New Orleans BioInnovation Center

The 65,500-square-foot biotech incubator facility designed by Eskew+Dumez+Ripple serves as a catalyst for the revitalization of the downtown medical district of New Orleans. EDR worked to develop a facility that will seamlessly connect the history of Canal Street with the emerging technology of the biosciences while respecting both the scale and fabric of its unique urban context. The building has been designed to meet LEED Gold certification standards, a first for a laboratory building in the City of New Orleans. 15 single-glazed, 504 Rough Cast channel glass walls run parallel with each other through this biotechnology center. The walls, set in the I-41 frame system, help form stairwells and walls for rooms, providing privacy and allowing for the diffusion of light through the spaces. 


Mapleton Pharmacy

The modern building deviates from the familiar suburban box mall typology alongside the TransCanada Highway in Moncton, New Brunswick. Reflect Architecture of Toronto reimagined the conventional somber medical building and realized an integrative commercial office and retail experience that reveres health and wellness. The two-storey building clad in contemporary finishes-equitone fiber cement panels with Douglas Fir pillars and expansive glazing, was completed in 2020. Ribbed channel glass is used for private consultation but its transparency impresses upon its user a connectedness to natural light and the rest of the space.

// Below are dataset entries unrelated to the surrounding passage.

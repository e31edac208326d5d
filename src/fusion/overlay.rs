// 该文件是 Daolu （道路） 项目的一部分。
// src/fusion/overlay.rs - 可行驶区域叠加
//
// 本文件根据 Apache 许可证第 2.0 版（以下简称“许可证”）授权使用；
// 除非遵守该许可证条款，否则您不得使用本文件。
// 您可通过以下网址获取许可证副本：
// http://www.apache.org/licenses/LICENSE-2.0
// 除非适用法律要求或书面同意，根据本许可协议分发的软件均按“原样”提供，
// 不附带任何形式的明示或暗示的保证或条件。
// 有关许可权限与限制的具体条款，请参阅本许可协议。
//
// Copyright (C) 2026 Johann Li <me@qinka.pro>, Wareless Group

use image::RgbImage;

use crate::frame::SegmentationMask;

/// 叠加层权重
pub const OVERLAY_ALPHA: f32 = 0.3;
/// 原始帧权重
pub const FRAME_BETA: f32 = 0.7;
/// 可行驶区域颜色（绿色）
pub const DRIVABLE_COLOR: [u8; 3] = [0, 255, 0];

/// 单通道线性混合
pub fn blend_channel(overlay: u8, base: u8) -> u8 {
  (OVERLAY_ALPHA * overlay as f32 + FRAME_BETA * base as f32)
    .round()
    .clamp(0.0, 255.0) as u8
}

/// 将掩码缩放到帧尺寸
pub fn fit_mask(mask: &SegmentationMask, image: &RgbImage) -> SegmentationMask {
  let (width, height) = image.dimensions();
  mask.resize_nearest(width, height)
}

/// 在掩码覆盖的像素上混合 `color`，返回混合的像素数
///
/// 掩码外的像素叠加层与原图相同，混合结果不变，因此直接跳过。
pub fn blend_mask(image: &mut RgbImage, mask: &SegmentationMask, color: [u8; 3]) -> usize {
  debug_assert_eq!(image.dimensions(), mask.dimensions());

  let mut blended = 0;
  for (x, y, pixel) in image.enumerate_pixels_mut() {
    if x >= mask.width() || y >= mask.height() || !mask.is_on(x, y) {
      continue;
    }
    for c in 0..3 {
      pixel[c] = blend_channel(color[c], pixel[c]);
    }
    blended += 1;
  }
  blended
}

#[cfg(test)]
mod tests {
  use super::*;
  use image::Rgb;

  #[test]
  fn blend_is_linear_and_rounded() {
    assert_eq!(blend_channel(0, 128), 90); // 89.6
    assert_eq!(blend_channel(255, 128), 166); // 166.1
    assert_eq!(blend_channel(255, 255), 255);
    assert_eq!(blend_channel(0, 0), 0);
  }

  #[test]
  fn only_masked_pixels_change() {
    let mut image = RgbImage::from_pixel(4, 2, Rgb([128, 128, 128]));
    let mask = SegmentationMask::from_fn(4, 2, |x, _| x < 2);
    let count = blend_mask(&mut image, &mask, DRIVABLE_COLOR);

    assert_eq!(count, 4);
    assert_eq!(*image.get_pixel(0, 0), Rgb([90, 166, 90]));
    assert_eq!(*image.get_pixel(3, 1), Rgb([128, 128, 128]));
  }

  #[test]
  fn mask_is_fitted_to_frame() {
    let image = RgbImage::new(100, 60);
    let mask = SegmentationMask::from_fn(10, 10, |_, y| y >= 5);
    let fitted = fit_mask(&mask, &image);
    assert_eq!(fitted.dimensions(), (100, 60));
    assert!(!fitted.is_on(50, 0));
    assert!(fitted.is_on(50, 59));
  }
}
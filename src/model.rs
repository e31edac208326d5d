// 该文件是 Daolu （道路） 项目的一部分。
// src/model.rs - 模型
//
// 本文件根据 Apache 许可证第 2.0 版（以下简称“许可证”）授权使用；
// 除非遵守该许可证条款，否则您不得使用本文件。
// 您可通过以下网址获取许可证副本：
// http://www.apache.org/licenses/LICENSE-2.0
// 除非适用法律要求或书面同意，根据本许可协议分发的软件均按“原样”提供，
// 不附带任何形式的明示或暗示的保证或条件。
// 有关许可权限与限制的具体条款，请参阅本许可协议。
//
// Copyright (C) 2026 Johann Li <me@qinka.pro>, Wareless Group

use std::sync::Arc;

use serde::{Deserialize, Serialize};
use thiserror::Error;
use url::Url;

use crate::frame::{Frame, SegmentationMask};

/// COCO 数据集类别名称
pub const COCO_CLASSES: [&str; 80] = [
  "person",
  "bicycle",
  "car",
  "motorcycle",
  "airplane",
  "bus",
  "train",
  "truck",
  "boat",
  "traffic light",
  "fire hydrant",
  "stop sign",
  "parking meter",
  "bench",
  "bird",
  "cat",
  "dog",
  "horse",
  "sheep",
  "cow",
  "elephant",
  "bear",
  "zebra",
  "giraffe",
  "backpack",
  "umbrella",
  "handbag",
  "tie",
  "suitcase",
  "frisbee",
  "skis",
  "snowboard",
  "sports ball",
  "kite",
  "baseball bat",
  "baseball glove",
  "skateboard",
  "surfboard",
  "tennis racket",
  "bottle",
  "wine glass",
  "cup",
  "fork",
  "knife",
  "spoon",
  "bowl",
  "banana",
  "apple",
  "sandwich",
  "orange",
  "broccoli",
  "carrot",
  "hot dog",
  "pizza",
  "donut",
  "cake",
  "chair",
  "couch",
  "potted plant",
  "bed",
  "dining table",
  "toilet",
  "tv",
  "laptop",
  "mouse",
  "remote",
  "keyboard",
  "cell phone",
  "microwave",
  "oven",
  "toaster",
  "sink",
  "refrigerator",
  "book",
  "clock",
  "vase",
  "scissors",
  "teddy bear",
  "hair drier",
  "toothbrush",
];

/// 驾驶场景关心的类别：行人、轿车、卡车、红绿灯、停车标志
pub const DRIVING_CLASSES: [u32; 5] = [0, 2, 7, 9, 11];

pub fn is_driving_class(class_id: u32) -> bool {
  DRIVING_CLASSES.contains(&class_id)
}

pub fn coco_label(class_id: u32) -> Option<&'static str> {
  COCO_CLASSES.get(class_id as usize).copied()
}

/// 检测结果，坐标为原始帧像素坐标
#[derive(Debug, Clone, PartialEq, Serialize, Deserialize)]
pub struct Detection {
  pub bbox: [f32; 4], // [x_min, y_min, x_max, y_max]
  pub confidence: f32,
  pub label: String,
  pub class_id: u32,
}

#[derive(Error, Debug)]
pub enum ModelError {
  #[error("模型加载错误: {0}")]
  ModelLoadError(#[from] std::io::Error),
  #[error("模型无效: {0}")]
  ModelInvalid(String),
  #[error("模型路径错误: {0}")]
  ModelPathError(String),
  #[error("推理错误: {0}")]
  InferenceError(String),
  #[cfg(feature = "onnx")]
  #[error("ONNX Runtime 错误: {0}")]
  OrtError(#[from] ort::Error),
}

/// 目标检测能力
pub trait Detector: Send + Sync {
  fn detect(&self, frame: &Frame) -> Result<Vec<Detection>, ModelError>;
}

/// 可行驶区域分割能力
pub trait Segmenter: Send + Sync {
  fn segment(&self, frame: &Frame) -> Result<SegmentationMask, ModelError>;
}

impl<T: Detector + ?Sized> Detector for Box<T> {
  fn detect(&self, frame: &Frame) -> Result<Vec<Detection>, ModelError> {
    (**self).detect(frame)
  }
}

impl<T: Detector + ?Sized> Detector for Arc<T> {
  fn detect(&self, frame: &Frame) -> Result<Vec<Detection>, ModelError> {
    (**self).detect(frame)
  }
}

impl<T: Segmenter + ?Sized> Segmenter for Box<T> {
  fn segment(&self, frame: &Frame) -> Result<SegmentationMask, ModelError> {
    (**self).segment(frame)
  }
}

impl<T: Segmenter + ?Sized> Segmenter for Arc<T> {
  fn segment(&self, frame: &Frame) -> Result<SegmentationMask, ModelError> {
    (**self).segment(frame)
  }
}

#[cfg(feature = "onnx")]
mod deeplab;
#[cfg(feature = "onnx")]
mod yolov8;
#[cfg(feature = "onnx")]
pub use self::deeplab::{DeepLabV3, DeepLabV3Builder};
#[cfg(feature = "onnx")]
pub use self::yolov8::{YoloV8, YoloV8Builder};

/// 按 URL 方案加载检测模型
pub fn load_detector(url: &Url) -> Result<Box<dyn Detector>, ModelError> {
  #[cfg(feature = "onnx")]
  {
    use crate::{FromUrl, FromUrlWithScheme};

    if url.scheme() == YoloV8Builder::SCHEME {
      let detector = YoloV8Builder::from_url(url)?.build()?;
      return Ok(Box::new(detector));
    }
  }
  Err(ModelError::ModelPathError(format!(
    "不支持的检测模型方案: {}",
    url.scheme()
  )))
}

/// 按 URL 方案加载分割模型
pub fn load_segmenter(url: &Url) -> Result<Box<dyn Segmenter>, ModelError> {
  #[cfg(feature = "onnx")]
  {
    use crate::{FromUrl, FromUrlWithScheme};

    if url.scheme() == DeepLabV3Builder::SCHEME {
      let segmenter = DeepLabV3Builder::from_url(url)?.build()?;
      return Ok(Box::new(segmenter));
    }
  }
  Err(ModelError::ModelPathError(format!(
    "不支持的分割模型方案: {}",
    url.scheme()
  )))
}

FlightHub offices: Technology, Travel and Tribes

ACDF Architecture, a firm known for its ambitious, design-savvy commercial, residential, hospitality, and institutional projects, designed the new offices of FlightHub, an online travel agency serving over five million airline passengers per year. The project comprises 12,800 square feet of office space encompassing a full floor plate. In creating zones that are insulated from one another, ACDF was faced with the challenge of extending the concept of ‘flow’ to the supply of natural light. In response, the innovative design incorporated channel glass to serve as a barrier between the common and private zones, with an alluring solar finish that enables natural light to filter from the exterior to the interior core. The doubled channel glass also creates an acoustic and visual buffer between the lively, colorful ambiance of the open spaces and the tribal work zones.


Modern House

A young couple took on a dilapidated historic home turned multi-unit apartment building to return it to a single-family home with a minimalist approach. The renovation was designed by JBAD and the structure was entirely gutted, basement to roof, and rebuilt with a minimum of elements. A central open stair clad in translucent channel glass separates and defines living and kitchen areas, allowing light to pass between them.  Glass floor panels at each end of the stair at the second floor lend to its lightness.  Elsewhere, the master bathroom contrasts dark wenge wood with neutral mosaic tile and a translucent glass panel veils the shower room. The finished house is filled with a series of simple vignettes connecting space to space with filtered light, extended views and an integrated use of upscale materials.